Charlie Bell, SVP, Amazon Web Services served as the closing keynote on 18 June. He shared an empowering message of the potential impact for computer vision, AI, machine learning on the future. “If you look at human history, it is very clear that as you get advances like this that improve human productivity, everyone benefits,” said Bell. “I believe we are at the dawn of a wonderful new era in human capability, and machine learning will make that possible. I think this will be a boon to human kind as we deploy this further.”
One of the event’s other prestigious components is its awards program. Each year, CVPR recognizes research through its best papers awards. This year, from a total of 1,467 accepted papers, which were whittled down to 26 finalists, the Awards Committee presented the following awards:
- Best Paper: Unsupervised Learning of Probably Symmetric Deformable 3D Objects from Images in the Wild
Authors: Shangzhe Wu (University of Oxford); Christian Rupprecht (University of Oxford); Andrea Vedaldi (University of Oxford)
- Best Student Paper: BSP-Net: Generating Compact Meshes via Binary Space Partitioning
Authors: Zhiqin Chen (Simon Fraser University); Andrea Tagliasacchi (Google Inc.); Hao Zhang (Simon Fraser University)
- Best Student Paper Honorable Mention: DeepCap: Monocular Human Performance Capture Using Weak Supervision
Authors: Marc Habermann (Max Plank Institute for Informatics); Weipeng Xu (MPII); Michael Zollhofer (Facebook Reality Labs); Gerard Pons-Moll (MPII, Germany); Christian Theobalt (MPI Informatik)

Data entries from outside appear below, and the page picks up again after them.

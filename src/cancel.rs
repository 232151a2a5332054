//! Cooperative cancellation for background stream tasks.
//!
//! A [`Canceller`] belongs to the owning scope; every task it spawns
//! carries a [`CancelToken`] and selects on [`CancelToken::cancelled`] at
//! each suspension point. Dropping the `Canceller` cancels all outstanding
//! tokens, so producers cannot outlive their owner past the next await.
//!
//! # Example
//!
//! ```ignore
//! let canceller = Canceller::new();
//! let token = canceller.token();
//!
//! tokio::spawn(async move {
//!     tokio::select! {
//!         _ = token.cancelled() => {}
//!         _ = run_pipeline() => {}
//!     }
//! });
//!
//! canceller.cancel();
//! ```

use tokio::sync::watch;
use tracing::debug;

/// Owner side of a cancel scope.
pub struct Canceller {
    tx: watch::Sender<bool>,
}

impl Canceller {
    pub fn new() -> Self {
        let (tx, _rx) = watch::channel(false);
        Self { tx }
    }

    /// Derive a token for one task.
    pub fn token(&self) -> CancelToken {
        CancelToken {
            rx: self.tx.subscribe(),
        }
    }

    /// Signal cancellation to every outstanding token.
    pub fn cancel(&self) {
        let already_cancelled = self.tx.send_replace(true);
        if !already_cancelled {
            debug!("cancel scope triggered");
        }
    }

    /// Whether this scope has already been cancelled.
    pub fn is_cancelled(&self) -> bool {
        *self.tx.borrow()
    }
}

impl Default for Canceller {
    fn default() -> Self {
        Self::new()
    }
}

impl Drop for Canceller {
    fn drop(&mut self) {
        // The flag flips before the channel closes, so tokens polled after
        // the owner is gone still read as cancelled.
        self.tx.send_replace(true);
    }
}

/// Task side of a cancel scope. Cheap to clone.
#[derive(Clone)]
pub struct CancelToken {
    rx: watch::Receiver<bool>,
}

impl CancelToken {
    /// Whether the owning scope has cancelled.
    pub fn is_cancelled(&self) -> bool {
        *self.rx.borrow()
    }

    /// Completes once the owning scope cancels, immediately if it already
    /// has.
    pub async fn cancelled(&self) {
        let mut rx = self.rx.clone();
        // A closed channel means the owner is gone, which counts too.
        let _ = rx.wait_for(|cancelled| *cancelled).await;
    }
}
//! Cold scripted sources.
//!
//! A [`ColdSource`] holds an immutable script of emit and pause steps and
//! interprets it from the top for every subscriber. Nothing runs until a
//! subscription is polled, two subscriptions never share a cursor, and
//! dropping a subscription mid-pause abandons the rest of the script along
//! with its pending timer.
//!
//! Scripts are cheap value lists, so re-executing one per subscription is
//! the intended cost model. Side effects belong in the consumer, not in
//! the script.
//!
//! # Example
//!
//! ```ignore
//! let source = ColdSource::new(|script| {
//!     script.emit(1);
//!     script.pause(Duration::from_millis(250));
//!     script.emit(2);
//! });
//!
//! let values = source.subscribe().collect_values().await?;
//! assert_eq!(values, vec![1, 2]);
//! ```

use std::future::Future;
use std::pin::Pin;
use std::sync::Arc;
use std::task::{Context, Poll};
use std::time::Duration;

use futures::Stream;
use tokio::time::{sleep, Sleep};

use crate::emissions::{Emissions, Observable};
use crate::error::StreamResult;

/// One step of a cold script.
enum Step<T> {
    /// Suspend the subscription for the duration.
    Pause(Duration),
    /// Yield a value to the subscriber.
    Emit(Produce<T>),
}

/// How an emitted value is obtained.
enum Produce<T> {
    /// A pre-built value, cloned per subscription.
    Value(T),
    /// A computation run at emission time. A failure ends the
    /// subscription after the error is surfaced.
    Try(Arc<dyn Fn() -> StreamResult<T> + Send + Sync>),
}

/// Builder handed to the script closure of [`ColdSource::new`].
pub struct Script<T> {
    steps: Vec<Step<T>>,
}

impl<T> Script<T> {
    /// Append an emission of a fixed value.
    pub fn emit(&mut self, value: T) {
        self.steps.push(Step::Emit(Produce::Value(value)));
    }

    /// Append an emission computed at subscription time.
    ///
    /// The producer runs once per subscription per step; returning an
    /// error terminates that subscription.
    pub fn emit_with<F>(&mut self, produce: F)
    where
        F: Fn() -> StreamResult<T> + Send + Sync + 'static,
    {
        self.steps.push(Step::Emit(Produce::Try(Arc::new(produce))));
    }

    /// Append a timed pause.
    pub fn pause(&mut self, duration: Duration) {
        self.steps.push(Step::Pause(duration));
    }
}

/// A cold, scripted producer. Cloning shares the script, not a cursor.
pub struct ColdSource<T> {
    steps: Arc<[Step<T>]>,
}

impl<T> ColdSource<T>
where
    T: Clone + Send + Sync + 'static,
{
    /// Build a source from a script closure.
    pub fn new<F>(build: F) -> Self
    where
        F: FnOnce(&mut Script<T>),
    {
        let mut script = Script { steps: Vec::new() };
        build(&mut script);
        Self {
            steps: script.steps.into(),
        }
    }

    /// Start one independent run of the script.
    pub fn subscribe(&self) -> Emissions<T> {
        Emissions::new(ScriptStream {
            steps: Arc::clone(&self.steps),
            next: 0,
            pause: None,
        })
    }
}

impl<T> Clone for ColdSource<T> {
    fn clone(&self) -> Self {
        Self {
            steps: Arc::clone(&self.steps),
        }
    }
}

impl<T> Observable<T> for ColdSource<T>
where
    T: Clone + Send + Sync + 'static,
{
    fn subscribe(&self) -> Emissions<T> {
        ColdSource::subscribe(self)
    }
}

/// Pull-driven interpreter for one subscription.
///
/// The producer is synchronous with respect to its subscriber: an
/// emission is handed over only when the subscriber polls it through.
struct ScriptStream<T> {
    steps: Arc<[Step<T>]>,
    next: usize,
    pause: Option<Pin<Box<Sleep>>>,
}

impl<T: Clone> Stream for ScriptStream<T> {
    type Item = StreamResult<T>;

    fn poll_next(self: Pin<&mut Self>, cx: &mut Context<'_>) -> Poll<Option<Self::Item>> {
        let this = self.get_mut();

        loop {
            if let Some(pause) = this.pause.as_mut() {
                match pause.as_mut().poll(cx) {
                    Poll::Ready(()) => this.pause = None,
                    Poll::Pending => return Poll::Pending,
                }
            }

            match this.steps.get(this.next) {
                None => return Poll::Ready(None),
                Some(Step::Pause(duration)) => {
                    this.next += 1;
                    this.pause = Some(Box::pin(sleep(*duration)));
                }
                Some(Step::Emit(produce)) => {
                    this.next += 1;
                    let item = match produce {
                        Produce::Value(value) => Ok(value.clone()),
                        Produce::Try(producer) => producer(),
                    };
                    if item.is_err() {
                        // skip the rest of the script
                        this.next = this.steps.len();
                    }
                    return Poll::Ready(Some(item));
                }
            }
        }
    }
}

The Awards Committee also honored posthumously, Thomas S. Huang, who died on 25 April 2020. Huang was one of the leading figures in computer vision, pattern recognition, and human-computer interaction. In his honor, the Thomas Huang Memorial Prize has been established to recognize and honor distinguished individuals with long-standing service, research, and mentoring within the computer vision community. The prize will be awarded annually beginning in 2021.
“From the fireside chats and oral and poster sessions to the networking, engagement, and recognition opportunities, CVPR 2020 offered a unique forum for education, inspiration, and motivation,” said IEEE Computer Society Executive Director Melissa Russell, co-sponsor of the event. “To successfully execute an event of this magnitude and distinction within a fully virtual format is a testament to the ingenuity, strength, and passion of the computer vision community. We are honored to have been part of this event, and look forward to supporting next year’s conference.”
CVPR 2020 launched 14 June and concluded 19 June. A post-event report with additional program insights, paper and author highlights, sponsor details, and future trends will be made available in the coming weeks. CVPR 2021 will take place 21 June – 24 June in Nashville, Tennessee.